Last year more than 1,500 #721 dinners were held throughout the U.S. and the campaign drove more than 20,000 people to the organizations’ websites where they registered to host dinners and downloaded The Conversation Project’s Starter Kit.

Ninety percent of Americans say it’s important to talk about their end-of-life care wishes, yet 30 percent of people actually have that conversation. #721 is committed to changing our national culture from not talking about end-of-life care to talking about it – in thousands of kitchens, living rooms, coffee shops and restaurants across the country. For more information about #721, visit deathoverdinner.org or theconversationproject.org.
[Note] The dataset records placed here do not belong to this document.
#[cfg(test)]
mod tests {
    use super::*;
    use serde_json::json;
    use std::sync::atomic::{AtomicU32, AtomicUsize, Ordering};

    #[derive(Debug, Clone, Serialize, Deserialize)]
    struct Echo {
        fail_times: u32,
    }

    impl JobPayload for Echo {
        fn name(&self) -> &'static str {
            "echo"
        }
    }

    #[derive(Default)]
    struct FlakyHandler {
        calls: AtomicU32,
        running: AtomicUsize,
        peak: AtomicUsize,
    }

    #[async_trait]
    impl JobHandler<Echo> for FlakyHandler {
        async fn handle(&self, job: &Echo) -> anyhow::Result<serde_json::Value> {
            let call = self.calls.fetch_add(1, Ordering::SeqCst) + 1;
            let running = self.running.fetch_add(1, Ordering::SeqCst) + 1;
            self.peak.fetch_max(running, Ordering::SeqCst);
            tokio::time::sleep(Duration::from_millis(100)).await;
            self.running.fetch_sub(1, Ordering::SeqCst);
            if call <= job.fail_times {
                anyhow::bail!("attempt {call} failed");
            }
            Ok(json!({ "call": call }))
        }
    }

    async fn wait_until_settled<J: JobPayload>(queue: &JobQueue<J>, jobs: usize) -> QueueCounts {
        loop {
            let counts = queue.counts().await;
            if counts.completed + counts.failed == jobs {
                return counts;
            }
            tokio::time::sleep(Duration::from_millis(50)).await;
        }
    }

    #[test]
    fn backoff_doubles_from_five_seconds() {
        let policy = RetryPolicy::default();
        assert_eq!(policy.attempts, 3);
        assert_eq!(policy.delay_for_retry(1), Duration::from_secs(5));
        assert_eq!(policy.delay_for_retry(2), Duration::from_secs(10));
        assert_eq!(policy.delay_for_retry(3), Duration::from_secs(20));
    }

    #[tokio::test(start_paused = true)]
    async fn failed_attempts_are_retried_with_backoff() {
        let queue: JobQueue<Echo> = JobQueue::new(QueueConfig::default());
        let handler = Arc::new(FlakyHandler::default());
        let mut pool = WorkerPool::new(queue.clone(), handler.clone(), WorkerConfig::default());
        pool.start();

        let started = Instant::now();
        let id = queue.add(Echo { fail_times: 2 }).await.unwrap();
        wait_until_settled(&queue, 1).await;

        let job = queue.job(id).await.unwrap();
        assert_eq!(job.state, JobState::Completed);
        assert_eq!(job.attempts_made, 3);
        assert_eq!(job.return_value, Some(json!({ "call": 3 })));
        assert!(started.elapsed() >= Duration::from_secs(15));
        pool.stop().await;
    }

    #[tokio::test(start_paused = true)]
    async fn exhausted_jobs_stay_failed() {
        let queue: JobQueue<Echo> = JobQueue::new(QueueConfig::default());
        let handler = Arc::new(FlakyHandler::default());
        let mut pool = WorkerPool::new(queue.clone(), handler.clone(), WorkerConfig::default());
        pool.start();

        let id = queue.add(Echo { fail_times: 10 }).await.unwrap();
        let counts = wait_until_settled(&queue, 1).await;
        assert_eq!(counts.failed, 1);
        assert_eq!(handler.calls.load(Ordering::SeqCst), 3);

        let failed = queue.failed_jobs().await;
        assert_eq!(failed[0].id, id);
        assert_eq!(failed[0].failed_reason.as_deref(), Some("attempt 3 failed"));

        // Nothing picks it up again.
        tokio::time::sleep(Duration::from_secs(120)).await;
        assert_eq!(handler.calls.load(Ordering::SeqCst), 3);
        pool.stop().await;
    }

    #[tokio::test(start_paused = true)]
    async fn concurrency_is_bounded() {
        let queue: JobQueue<Echo> = JobQueue::new(QueueConfig::default());
        let handler = Arc::new(FlakyHandler::default());
        let mut pool = WorkerPool::new(queue.clone(), handler.clone(), WorkerConfig { concurrency: 2 });
        pool.start();

        for _ in 0..6 {
            queue.add(Echo { fail_times: 0 }).await.unwrap();
        }
        let counts = wait_until_settled(&queue, 6).await;
        assert_eq!(counts.completed, 6);
        assert_eq!(handler.peak.load(Ordering::SeqCst), 2);
        pool.stop().await;
    }

    #[tokio::test(start_paused = true)]
    async fn completed_jobs_are_trimmed_by_count() {
        let mut config = QueueConfig::default();
        config.keep_completed.max_count = 2;
        let queue: JobQueue<Echo> = JobQueue::new(config);
        let mut pool = WorkerPool::new(
            queue.clone(),
            Arc::new(FlakyHandler::default()),
            WorkerConfig { concurrency: 1 },
        );
        pool.start();

        let mut ids = Vec::new();
        for _ in 0..4 {
            ids.push(queue.add(Echo { fail_times: 0 }).await.unwrap());
        }
        while handler_done(&queue, &ids).await < 4 {
            tokio::time::sleep(Duration::from_millis(50)).await;
        }
        assert_eq!(queue.counts().await.completed, 2);
        assert!(queue.job(ids[0]).await.is_none());
        assert!(queue.job(ids[3]).await.is_some());
        pool.stop().await;
    }

    /// Jobs that are either retained as completed or already trimmed.
    async fn handler_done(queue: &JobQueue<Echo>, ids: &[JobId]) -> usize {
        let mut done = 0;
        for id in ids {
            match queue.job(*id).await {
                None => done += 1,
                Some(job) if job.state == JobState::Completed => done += 1,
                Some(_) => {}
            }
        }
        done
    }

    #[tokio::test(start_paused = true)]
    async fn stop_waits_for_running_jobs_and_leaves_the_rest_waiting() {
        let queue: JobQueue<Echo> = JobQueue::new(QueueConfig::default());
        let handler = Arc::new(FlakyHandler::default());
        let mut pool = WorkerPool::new(queue.clone(), handler.clone(), WorkerConfig { concurrency: 1 });
        pool.start();

        queue.add(Echo { fail_times: 0 }).await.unwrap();
        queue.add(Echo { fail_times: 0 }).await.unwrap();
        while queue.counts().await.active == 0 {
            tokio::time::sleep(Duration::from_millis(10)).await;
        }
        pool.stop().await;
        assert!(!pool.is_running());

        let counts = queue.counts().await;
        assert_eq!(counts.active, 0);
        assert_eq!(counts.completed, 1);
        assert_eq!(counts.waiting, 1);

        pool.start();
        wait_until_settled(&queue, 2).await;
        pool.stop().await;
    }

    #[tokio::test(start_paused = true)]
    async fn completed_jobs_expire_after_an_hour() {
        let queue: JobQueue<Echo> = JobQueue::new(QueueConfig::default());
        let mut pool = WorkerPool::new(
            queue.clone(),
            Arc::new(FlakyHandler::default()),
            WorkerConfig { concurrency: 1 },
        );
        pool.start();

        let early = queue.add(Echo { fail_times: 0 }).await.unwrap();
        wait_until_settled(&queue, 1).await;

        // Still inside the hour: both are kept.
        tokio::time::sleep(Duration::from_secs(30 * 60)).await;
        let recent = queue.add(Echo { fail_times: 0 }).await.unwrap();
        wait_until_settled(&queue, 2).await;
        assert!(queue.job(early).await.is_some());

        tokio::time::sleep(Duration::from_secs(45 * 60)).await;
        let late = queue.add(Echo { fail_times: 0 }).await.unwrap();
        while handler_done(&queue, &[early, recent, late]).await < 3 {
            tokio::time::sleep(Duration::from_millis(50)).await;
        }
        assert!(queue.job(early).await.is_none());
        assert!(queue.job(recent).await.is_some());
        assert!(queue.job(late).await.is_some());
        assert_eq!(queue.counts().await.completed, 2);
        pool.stop().await;
    }

    async fn wait_for_state(queue: &JobQueue<Echo>, id: JobId, state: JobState) {
        while queue.job(id).await.map(|j| j.state) != Some(state) {
            tokio::time::sleep(Duration::from_millis(50)).await;
        }
    }

    #[tokio::test(start_paused = true)]
    async fn failed_jobs_outlive_completed_ones() {
        let mut config = QueueConfig::default();
        config.retry.attempts = 1;
        let queue: JobQueue<Echo> = JobQueue::new(config);
        let mut pool = WorkerPool::new(
            queue.clone(),
            Arc::new(FlakyHandler::default()),
            WorkerConfig { concurrency: 1 },
        );
        pool.start();

        let failed = queue.add(Echo { fail_times: 100 }).await.unwrap();
        let completed = queue.add(Echo { fail_times: 0 }).await.unwrap();
        wait_for_state(&queue, failed, JobState::Failed).await;
        wait_for_state(&queue, completed, JobState::Completed).await;

        // Two hours on, a new completion drops the old completed job but
        // the failed one is kept for a week.
        tokio::time::sleep(Duration::from_secs(2 * 3600)).await;
        let next = queue.add(Echo { fail_times: 0 }).await.unwrap();
        wait_for_state(&queue, next, JobState::Completed).await;
        assert!(queue.job(completed).await.is_none());
        assert_eq!(queue.failed_jobs().await.len(), 1);

        // Past the week, the next failure trims it.
        tokio::time::sleep(Duration::from_secs(8 * 24 * 3600)).await;
        let second_failure = queue.add(Echo { fail_times: 100 }).await.unwrap();
        wait_for_state(&queue, second_failure, JobState::Failed).await;
        assert!(queue.job(failed).await.is_none());
        let kept: Vec<JobId> = queue.failed_jobs().await.iter().map(|j| j.id).collect();
        assert_eq!(kept, vec![second_failure]);
        pool.stop().await;
    }

    /// Job log kept in memory.
    #[derive(Default)]
    struct MemoryLog {
        jobs: Mutex<HashMap<JobId, StoredJob>>,
    }

    #[async_trait]
    impl JobLog for MemoryLog {
        async fn save_job(&self, job: &StoredJob) -> Result<(), QueueError> {
            self.jobs.lock().await.insert(job.id, job.clone());
            Ok(())
        }

        async fn delete_jobs(&self, ids: &[JobId]) -> Result<(), QueueError> {
            let mut jobs = self.jobs.lock().await;
            for id in ids {
                jobs.remove(id);
            }
            Ok(())
        }

        async fn load_jobs(&self, queue: &str) -> Result<Vec<StoredJob>, QueueError> {
            let mut jobs: Vec<StoredJob> = self
                .jobs
                .lock()
                .await
                .values()
                .filter(|j| j.queue == queue)
                .cloned()
                .collect();
            jobs.sort_by_key(|j| j.created_at);
            Ok(jobs)
        }
    }

    fn stored(state: JobState, attempts_made: u32) -> StoredJob {
        StoredJob {
            id: JobId(Uuid::new_v4()),
            queue: "payroll".into(),
            name: "echo".into(),
            data: json!({ "fail_times": 0 }),
            state,
            attempts_made,
            created_at: Utc::now(),
            processed_at: None,
            finished_at: None,
            retry_at: None,
            failed_reason: None,
            return_value: None,
        }
    }

    #[tokio::test(start_paused = true)]
    async fn reopened_queue_resumes_unfinished_jobs() {
        let log = Arc::new(MemoryLog::default());
        let waiting = stored(JobState::Waiting, 0);
        let running = stored(JobState::Active, 1);
        let mut delayed = stored(JobState::Delayed, 1);
        delayed.retry_at = Some(Utc::now() + chrono::Duration::seconds(10));
        let mut done = stored(JobState::Completed, 1);
        done.finished_at = Some(Utc::now() - chrono::Duration::minutes(5));
        let mut stale = stored(JobState::Completed, 1);
        stale.finished_at = Some(Utc::now() - chrono::Duration::hours(2));
        for job in [&waiting, &running, &delayed, &done, &stale] {
            log.save_job(job).await.unwrap();
        }

        let queue: JobQueue<Echo> = JobQueue::open(QueueConfig::default(), log.clone())
            .await
            .unwrap();
        assert_eq!(
            queue.counts().await,
            QueueCounts {
                waiting: 2,
                delayed: 1,
                active: 0,
                completed: 1,
                failed: 0,
            }
        );
        assert!(queue.job(stale.id).await.is_none());
        assert!(!log.jobs.lock().await.contains_key(&stale.id));
        assert_eq!(log.jobs.lock().await[&running.id].state, JobState::Waiting);

        let mut pool = WorkerPool::new(
            queue.clone(),
            Arc::new(FlakyHandler::default()),
            WorkerConfig::default(),
        );
        pool.start();
        let started = Instant::now();
        wait_until_settled(&queue, 4).await;
        assert!(started.elapsed() >= Duration::from_secs(9));

        let resumed = queue.job(running.id).await.unwrap();
        assert_eq!(resumed.state, JobState::Completed);
        assert_eq!(resumed.attempts_made, 2);
        // Every transition reached the log.
        let logged = log.jobs.lock().await;
        for id in [waiting.id, running.id, delayed.id] {
            assert_eq!(logged[&id].state, JobState::Completed);
        }
        drop(logged);
        pool.stop().await;
    }

    #[tokio::test]
    async fn closed_queue_rejects_jobs() {
        let queue: JobQueue<Echo> = JobQueue::new(QueueConfig::default());
        queue.close().await;
        assert_eq!(
            queue.add(Echo { fail_times: 0 }).await,
            Err(QueueError::Closed("payroll".into()))
        );
    }
}
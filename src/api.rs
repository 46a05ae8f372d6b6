//! HTTP API for the payroll pipeline.
//!
//! This module exposes a minimal REST API using the
//! [`axum`](https://crates.io/crates/axum) framework.  It lets an
//! operator or a cron trigger start a month's payroll and lets a
//! dashboard read the queue: per-state counts, failed jobs, and any
//! single job with its per-organisation outcome.

use crate::error::QueueError;
use crate::handler::{trigger_monthly_payroll, PayrollJob};
use crate::queue::{JobId, JobQueue};
use anyhow::Result;
use axum::{
    extract::{Path, State},
    http::StatusCode,
    response::{IntoResponse, Response},
    routing::{get, post},
    Json, Router,
};
use serde::Deserialize;
use serde_json::json;
use std::future::Future;
use std::net::SocketAddr;
use std::sync::Arc;
use tracing::info;
use uuid::Uuid;

/// Application state shared across requests.
pub struct AppState {
    pub queue: JobQueue<PayrollJob>,
}

#[derive(Debug, Deserialize)]
pub struct TriggerRequest {
    pub year: i32,
    pub month: u32,
}

/// Build the API router around the payroll queue.
pub fn build_router(state: Arc<AppState>) -> Router {
    Router::new()
        .route("/api/payroll/trigger", post(trigger_handler))
        .route("/api/queue/status", get(status_handler))
        .route("/api/queue/failed", get(failed_handler))
        .route("/api/queue/jobs/:id", get(job_handler))
        .with_state(state)
}

fn error_response(status: StatusCode, message: impl ToString) -> Response {
    (status, Json(json!({ "error": message.to_string() }))).into_response()
}

/// Handler for POST /api/payroll/trigger
async fn trigger_handler(
    State(state): State<Arc<AppState>>,
    Json(request): Json<TriggerRequest>,
) -> Response {
    match trigger_monthly_payroll(&state.queue, request.year, request.month).await {
        Ok(id) => (StatusCode::ACCEPTED, Json(json!({ "jobId": id }))).into_response(),
        Err(err @ QueueError::InvalidJob(_)) => error_response(StatusCode::BAD_REQUEST, err),
        Err(err) => error_response(StatusCode::SERVICE_UNAVAILABLE, err),
    }
}

/// Handler for GET /api/queue/status
async fn status_handler(State(state): State<Arc<AppState>>) -> Response {
    let counts = state.queue.counts().await;
    Json(json!({ "queue": state.queue.name(), "counts": counts })).into_response()
}

/// Handler for GET /api/queue/failed
async fn failed_handler(State(state): State<Arc<AppState>>) -> Response {
    Json(state.queue.failed_jobs().await).into_response()
}

/// Handler for GET /api/queue/jobs/:id
async fn job_handler(State(state): State<Arc<AppState>>, Path(id): Path<Uuid>) -> Response {
    match state.queue.job(JobId(id)).await {
        Some(job) => Json(job).into_response(),
        None => error_response(StatusCode::NOT_FOUND, format!("job {id} not found")),
    }
}

/// Launch the API server and serve until `shutdown` resolves.
pub async fn serve(
    addr: SocketAddr,
    state: Arc<AppState>,
    shutdown: impl Future<Output = ()> + Send + 'static,
) -> Result<()> {
    let router = build_router(state);
    let listener = tokio::net::TcpListener::bind(addr).await?;
    info!(%addr, "Server listening");
    axum::serve(listener, router)
        .with_graceful_shutdown(shutdown)
        .await?;
    Ok(())
}
#[async_trait]
impl PayrollStore for SqliteStore {
    async fn list_organizations(&self) -> Result<Vec<Organization>, StoreError> {
        let rows: Vec<OrganizationRow> =
            sqlx::query_as("SELECT id, name FROM organizations ORDER BY rowid")
                .fetch_all(&self.pool)
                .await?;
        rows.into_iter()
            .map(|row| {
                Ok(Organization {
                    id: from_text("organizations", row.id)?,
                    name: row.name,
                })
            })
            .collect()
    }

    async fn find_period(
        &self,
        organization_id: Uuid,
        bounds: &PeriodBounds,
    ) -> Result<Option<PayrollPeriod>, StoreError> {
        let row: Option<PeriodRow> = sqlx::query_as(
            r#"
            SELECT id, organization_id, name, start_date, end_date, total_amount, status, created_at
            FROM payroll_periods
            WHERE organization_id = ? AND start_date = ? AND end_date = ?
            "#,
        )
        .bind(organization_id.to_string())
        .bind(bounds.start)
        .bind(bounds.end)
        .fetch_optional(&self.pool)
        .await?;
        row.map(PayrollPeriod::try_from).transpose()
    }

    async fn attendance_for_period(
        &self,
        organization_id: Uuid,
        bounds: &PeriodBounds,
    ) -> Result<Vec<AttendanceRow>, StoreError> {
        let rows: Vec<AttendanceJoinRow> = sqlx::query_as(
            r#"
            SELECT a.id, a.organization_id, a.vehicle_id, a.driver_id, a.date, a.hours_worked,
                   a.trips_completed, a.kms_covered, a.fuel_cost, a.toll_cost,
                   v.id AS v_id, v.organization_id AS v_organization_id,
                   v.plate_number AS v_plate_number, v.vehicle_type AS v_vehicle_type,
                   v.service_provider_id AS v_service_provider_id, v.daily_rate AS v_daily_rate,
                   d.id AS d_id, d.organization_id AS d_organization_id, d.name AS d_name,
                   d.base_salary AS d_base_salary, d.hourly_rate AS d_hourly_rate,
                   d.overtime_rate AS d_overtime_rate,
                   sp.id AS sp_id, sp.organization_id AS sp_organization_id,
                   sp.company_name AS sp_company_name, sp.monthly_rate AS sp_monthly_rate,
                   sp.per_km_rate AS sp_per_km_rate, sp.per_trip_rate AS sp_per_trip_rate
            FROM attendance_records a
            LEFT JOIN vehicles v ON v.id = a.vehicle_id
            LEFT JOIN drivers d ON d.id = a.driver_id
            LEFT JOIN service_providers sp ON sp.id = v.service_provider_id
            WHERE a.organization_id = ? AND a.date >= ? AND a.date <= ?
            ORDER BY a.date, a.rowid
            "#,
        )
        .bind(organization_id.to_string())
        .bind(bounds.first_day)
        .bind(bounds.last_day)
        .fetch_all(&self.pool)
        .await?;
        rows.into_iter().map(AttendanceRow::try_from).collect()
    }

    async fn count_provider_vehicles(&self, service_provider_id: Uuid) -> Result<u64, StoreError> {
        let (count,): (i64,) =
            sqlx::query_as("SELECT COUNT(*) FROM vehicles WHERE service_provider_id = ?")
                .bind(service_provider_id.to_string())
                .fetch_one(&self.pool)
                .await?;
        Ok(count.max(0) as u64)
    }

    async fn commit_period(
        &self,
        period: NewPeriod,
        entries: Vec<EntryDraft>,
    ) -> Result<CommittedPeriod, StoreError> {
        let bounds = period.bounds;
        let mut row = PayrollPeriod {
            id: Uuid::new_v4(),
            organization_id: period.organization_id,
            name: period.name,
            start_date: bounds.start,
            end_date: bounds.end,
            total_amount: Decimal::ZERO,
            status: PeriodStatus::Pending,
            created_at: Utc::now(),
        };

        let mut tx = self.pool.begin().await?;
        let inserted = sqlx::query(
            r#"
            INSERT INTO payroll_periods
                (id, organization_id, name, start_date, end_date, total_amount, status, created_at)
            VALUES (?, ?, ?, ?, ?, ?, ?, ?)
            "#,
        )
        .bind(row.id.to_string())
        .bind(row.organization_id.to_string())
        .bind(&row.name)
        .bind(row.start_date)
        .bind(row.end_date)
        .bind(row.total_amount.to_string())
        .bind(to_text(&row.status)?)
        .bind(row.created_at)
        .execute(&mut *tx)
        .await;
        if let Err(err) = inserted {
            if is_unique_violation(&err) {
                drop(tx);
                if let Some(existing) = self.find_period(row.organization_id, &bounds).await? {
                    return Err(StoreError::DuplicatePeriod {
                        existing: existing.id,
                    });
                }
            }
            return Err(err.into());
        }

        let created: Vec<PayrollEntry> = entries
            .into_iter()
            .map(|draft| PayrollEntry::from_draft(&row, draft))
            .collect();
        for (position, entry) in created.iter().enumerate() {
            sqlx::query(
                r#"
                INSERT INTO payroll_entries
                    (id, payroll_period_id, organization_id, driver_id, service_provider_id,
                     vehicle_id, payroll_type, description, amount, bonuses, deductions, net_pay,
                     days_worked, hours_worked, trips_completed, kms_covered, payment_method,
                     status, position)
                VALUES (?, ?, ?, ?, ?, ?, ?, ?, ?, ?, ?, ?, ?, ?, ?, ?, ?, ?, ?)
                "#,
            )
            .bind(entry.id.to_string())
            .bind(entry.payroll_period_id.to_string())
            .bind(entry.organization_id.to_string())
            .bind(entry.payee.driver_id().map(|id| id.to_string()))
            .bind(entry.payee.service_provider_id().map(|id| id.to_string()))
            .bind(entry.vehicle_id.map(|id| id.to_string()))
            .bind(to_text(&entry.payroll_type)?)
            .bind(&entry.description)
            .bind(entry.amount.to_string())
            .bind(entry.bonuses.to_string())
            .bind(entry.deductions.to_string())
            .bind(entry.net_pay.to_string())
            .bind(i64::from(entry.metrics.days_worked))
            .bind(decimal_text(entry.metrics.hours_worked))
            .bind(i64::from(entry.metrics.trips_completed))
            .bind(entry.metrics.kms_covered.to_string())
            .bind(to_text(&entry.payment_method)?)
            .bind(to_text(&entry.status)?)
            .bind(position as i64)
            .execute(&mut *tx)
            .await?;
        }

        if self.interrupt_before_total.swap(false, Ordering::SeqCst) {
            // Dropping the transaction rolls back the period and entries.
            return Err(StoreError::Interrupted(
                "aborted before period total update".into(),
            ));
        }

        row.total_amount = created.iter().map(|e| e.net_pay).sum();
        sqlx::query("UPDATE payroll_periods SET total_amount = ? WHERE id = ?")
            .bind(row.total_amount.to_string())
            .bind(row.id.to_string())
            .execute(&mut *tx)
            .await?;
        tx.commit().await?;

        Ok(CommittedPeriod {
            period: row,
            entries: created,
        })
    }

    async fn period_entries(&self, period_id: Uuid) -> Result<Vec<PayrollEntry>, StoreError> {
        let rows: Vec<EntryRow> = sqlx::query_as(
            r#"
            SELECT id, payroll_period_id, organization_id, driver_id, service_provider_id,
                   vehicle_id, payroll_type, description, amount, bonuses, deductions, net_pay,
                   days_worked, hours_worked, trips_completed, kms_covered, payment_method, status
            FROM payroll_entries
            WHERE payroll_period_id = ?
            ORDER BY position
            "#,
        )
        .bind(period_id.to_string())
        .fetch_all(&self.pool)
        .await?;
        rows.into_iter().map(PayrollEntry::try_from).collect()
    }

    async fn organization_periods(
        &self,
        organization_id: Uuid,
    ) -> Result<Vec<PayrollPeriod>, StoreError> {
        let rows: Vec<PeriodRow> = sqlx::query_as(
            r#"
            SELECT id, organization_id, name, start_date, end_date, total_amount, status, created_at
            FROM payroll_periods
            WHERE organization_id = ?
            ORDER BY start_date
            "#,
        )
        .bind(organization_id.to_string())
        .fetch_all(&self.pool)
        .await?;
        rows.into_iter().map(PayrollPeriod::try_from).collect()
    }
}
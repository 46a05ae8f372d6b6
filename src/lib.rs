//! Fleet Payroll library crate.
//!
//! This crate exposes the monthly payroll pipeline of the fleet
//! application as reusable modules.  A monthly trigger is fanned out
//! into one job per organisation ([`scheduler`]); each organisation
//! job ([`job`]) aggregates the month's attendance ([`aggregate`]),
//! prices drivers and service providers ([`rules`]) and commits the
//! result atomically ([`store`]).  Jobs run on a retrying worker pool
//! ([`queue`]) and can be triggered and inspected over HTTP
//! ([`api`]).

pub mod aggregate;
pub mod api;
pub mod config;
pub mod error;
pub mod handler;
pub mod job;
pub mod models;
pub mod queue;
pub mod rules;
pub mod scheduler;
pub mod store;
About The Conversation Project

The Conversation Project, co-founded by Pulitzer Prize-winner Ellen Goodman, launched in collaboration with the Institute for Healthcare Improvement (IHI,) and supported by Cambia Health Foundation, is a public engagement campaign with a goal that is both simple and transformative: to have every person’s end-of-life wishes expressed and respected. Too many people die in a manner they would not choose and too many of their loved ones are left feeling bereaved, guilty, and uncertain. The Conversation Project offers people the tools, guidance, and resources they need to process their final desires for their life and begin talking with their loved ones, in a comfortable setting, about their wishes and preferences. Have you had The Conversation? Learn more at: www.theconversationproject.org.

About Death Over Dinner

Deathoverdinner.org is an interactive website and cultural movement dedicated to giving people the permission and the tools to powerfully discuss end of life with their friends and loved ones. Created by Michael Hebb and developed at the University Of Washington Masters Of Communication Department in collaboration with interactive firm CIVILIZATION, Deathoverdinner.org has already inspired over 40,000 people to break bread and explore the many aspects of mortality, ageing, and the choices we face at the end of our lives.